I learn best by doing, so I selected to solve Aristotle's number puzzle as it was lying around at the time (unsolved).
I realised that this was a pure mathematical problem, so Haskell seemed an ideal fit for the job.
The solution is quite simple mathematically, just a set of simultaneous equations, this was obvious from the start.
I see no point repeating effort so for details see someone else's blog for a good explanation.
Before starting on an actual solution I needed to understand Haskell in general.
I watched plenty of videos, read plenty of documents online, browsed Hackage and many of the usual suspects as suggested here.
I didn't implement all that much, not usually one for following instructions but I did a few investigations (no idea what state they are currently in):
- parallel_maths - when playing with parallelism it made sense to use the classic fibonacci functional solution
- using_monads - shouldn't need much for this pure problem, I realised that but still worth knowing about, possibly missing something
- todo - practical example with monads
- qe - data structures I was working with at the time, wondered how best to represent records etc in Haskell
I've left wip.hs here so that I can go back over my thought processes at the time, this is already 2 years on and I'm struggling, but in a sense this is more important than the actual solution. I do remember a few key attempts/ discoveries/ investigations:
- Lists versus tuple data structures and syntax, ultimately settling on list of tuples containing tuples
- Relying on lazy loading so not having to worry about the 121,645,100,408,832,000 possible permutations
- Defining pure functions which can be tested with a property-based testing approach (QuickCheck)

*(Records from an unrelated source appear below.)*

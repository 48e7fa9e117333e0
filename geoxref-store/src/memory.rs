//! In-memory feature store.
//!
//! Collections live behind a `parking_lot::RwLock` so cursors can borrow the
//! store immutably while the store tracks which collections are held by open
//! cursors. Locks are only taken for the duration of a single cursor step;
//! nothing is held between `next_feature` calls.
//!
//! Shapes are parsed once, when a feature is inserted, and kept next to their
//! bounding box. Features whose WKT does not parse are still stored (the
//! engine decides what to do with them); they carry no bbox and never match a
//! spatial filter as candidates.

use crate::error::{GeometryError, Result, StoreError};
use crate::feature::{Feature, FeatureId, FieldValue, Schema};
use crate::filter::QueryFilter;
use crate::geometry::{parse_feature_shape, BBox};
use crate::store::{CollectionId, FeatureCursor, FeatureStore, InsertCursor, UpdateCursor};
use geo_types::Geometry;
use parking_lot::RwLock;
use rustc_hash::{FxHashMap, FxHashSet};
use std::fmt::Debug;
use std::sync::Arc;

struct StoredFeature {
    feature: Feature,
    shape: std::result::Result<Geometry<f64>, GeometryError>,
    bbox: Option<BBox>,
}

impl StoredFeature {
    fn new(feature: Feature) -> Self {
        let shape = parse_feature_shape(feature.id(), feature.wkt());
        let bbox = shape.as_ref().ok().and_then(BBox::from_geometry);
        Self {
            feature,
            shape,
            bbox,
        }
    }
}

struct Collection {
    name: String,
    schema: Arc<Schema>,
    features: Vec<StoredFeature>,
    ids: FxHashSet<FeatureId>,
    readers: usize,
    writer: bool,
}

impl Collection {
    fn locked(&self, reason: &'static str) -> StoreError {
        StoreError::CollectionLocked {
            collection: self.name.clone(),
            reason,
        }
    }

    /// Validate `values` against the schema and append the feature.
    fn push(&mut self, id: FeatureId, wkt: &str, mut values: Vec<FieldValue>) -> Result<()> {
        if self.ids.contains(&id) {
            return Err(StoreError::DuplicateFeature {
                collection: self.name.clone(),
                id,
            });
        }
        if values.len() > self.schema.len() {
            return Err(StoreError::FieldOutOfRange {
                collection: self.name.clone(),
                index: values.len() - 1,
            });
        }
        if let Some(err) = kind_mismatch(&self.schema, &values) {
            return Err(err);
        }
        values.resize(self.schema.len(), FieldValue::Null);

        self.ids.insert(id);
        self.features.push(StoredFeature::new(Feature::new(id, wkt, values)));
        Ok(())
    }

    fn next_id(&self) -> FeatureId {
        self.ids.iter().max().map_or(1, |max| max + 1)
    }
}
//! Spatial predicates evaluated through the DE-9IM intersection matrix.
//!
//! A single `relate` call yields every relationship between two geometries;
//! [`Relationship`] keeps the answers so callers that need several predicates
//! (the relation reporter) pay for one matrix computation.
//!
//! Predicates read as `query <predicate> candidate`: `Contains` means the
//! query geometry contains the candidate, `Within` means the query geometry
//! lies within the candidate.

use geo::dimensions::{Dimensions, HasDimensions};
use geo::Relate;
use geo_types::Geometry;
use serde::{Deserialize, Serialize};
use std::fmt;

/// Boolean spatial relation between two geometries.
#[derive(Debug, Clone, Copy, PartialEq, Eq, Hash, Serialize, Deserialize)]
#[serde(rename_all = "lowercase")]
pub enum SpatialPredicate {
    Intersects,
    Crosses,
    Overlaps,
    Contains,
    Within,
    Disjoint,
}

impl SpatialPredicate {
    /// Evaluate `query <self> candidate`.
    pub fn evaluate(self, query: &Geometry<f64>, candidate: &Geometry<f64>) -> bool {
        Relationship::between(query, candidate).satisfies(self)
    }

    pub fn as_str(&self) -> &'static str {
        match self {
            SpatialPredicate::Intersects => "intersects",
            SpatialPredicate::Crosses => "crosses",
            SpatialPredicate::Overlaps => "overlaps",
            SpatialPredicate::Contains => "contains",
            SpatialPredicate::Within => "within",
            SpatialPredicate::Disjoint => "disjoint",
        }
    }
}

impl fmt::Display for SpatialPredicate {
    fn fmt(&self, f: &mut fmt::Formatter<'_>) -> fmt::Result {
        f.write_str(self.as_str())
    }
}

/// All predicate outcomes between an ordered pair of geometries.
#[derive(Debug, Clone, Copy, PartialEq, Eq, Default)]
pub struct Relationship {
    pub intersects: bool,
    pub crosses: bool,
    pub overlaps: bool,
    pub contains: bool,
    pub within: bool,
}

impl Relationship {
    /// Compute the relationship of `a` to `b`.
    pub fn between(a: &Geometry<f64>, b: &Geometry<f64>) -> Self {
        let matrix = a.relate(b);
        let matches = |pattern: &str| matrix.matches(pattern).unwrap_or(false);

        let dim_a = rank(a.dimensions());
        let dim_b = rank(b.dimensions());

        let crosses = match (dim_a, dim_b) {
            (Some(1), Some(1)) => matches("0********"),
            (Some(da), Some(db)) if da < db => matches("T*T******"),
            (Some(da), Some(db)) if da > db => matches("T*****T**"),
            _ => false,
        };

        let overlaps = match (dim_a, dim_b) {
            (Some(1), Some(1)) => matches("1*T***T**"),
            (Some(da), Some(db)) if da == db => matches("T*T***T**"),
            _ => false,
        };

        Self {
            intersects: matrix.is_intersects(),
            crosses,
            overlaps,
            contains: matrix.is_contains(),
            within: matrix.is_within(),
        }
    }

    pub fn satisfies(&self, predicate: SpatialPredicate) -> bool {
        match predicate {
            SpatialPredicate::Intersects => self.intersects,
            SpatialPredicate::Crosses => self.crosses,
            SpatialPredicate::Overlaps => self.overlaps,
            SpatialPredicate::Contains => self.contains,
            SpatialPredicate::Within => self.within,
            SpatialPredicate::Disjoint => !self.intersects,
        }
    }
}

fn rank(dimensions: Dimensions) -> Option<u8> {
    match dimensions {
        Dimensions::Empty => None,
        Dimensions::ZeroDimensional => Some(0),
        Dimensions::OneDimensional => Some(1),
        Dimensions::TwoDimensional => Some(2),
    }
}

- Higher order functions; map, filter...
- Pattern matching - I love this, especially on the left hand side of the statement, this was new to me
- List comprehensions, this was when it became obvious what the solution would look like
- Parallelism, when the approach using list comprehensions failed to return anything in over a day I figured parallelism might help (that was some rabbithole!) I was happy with annotations and commandline parameters, I played around with par/pseq but got nowhere.
- Eureka! Functional programming as an approach is described as telling the computer what to do, not how to do it. However there are limitations!
I come from a database background, specifically Oracle, so I'm used to query rewrite and optimisation, I kind of figured based on the statement above that the Haskell compiler would do something similar.
When I reordered my set of simultaneous list comprehensions, it worked, in under 5 seconds (I haven't bothered measuring it!)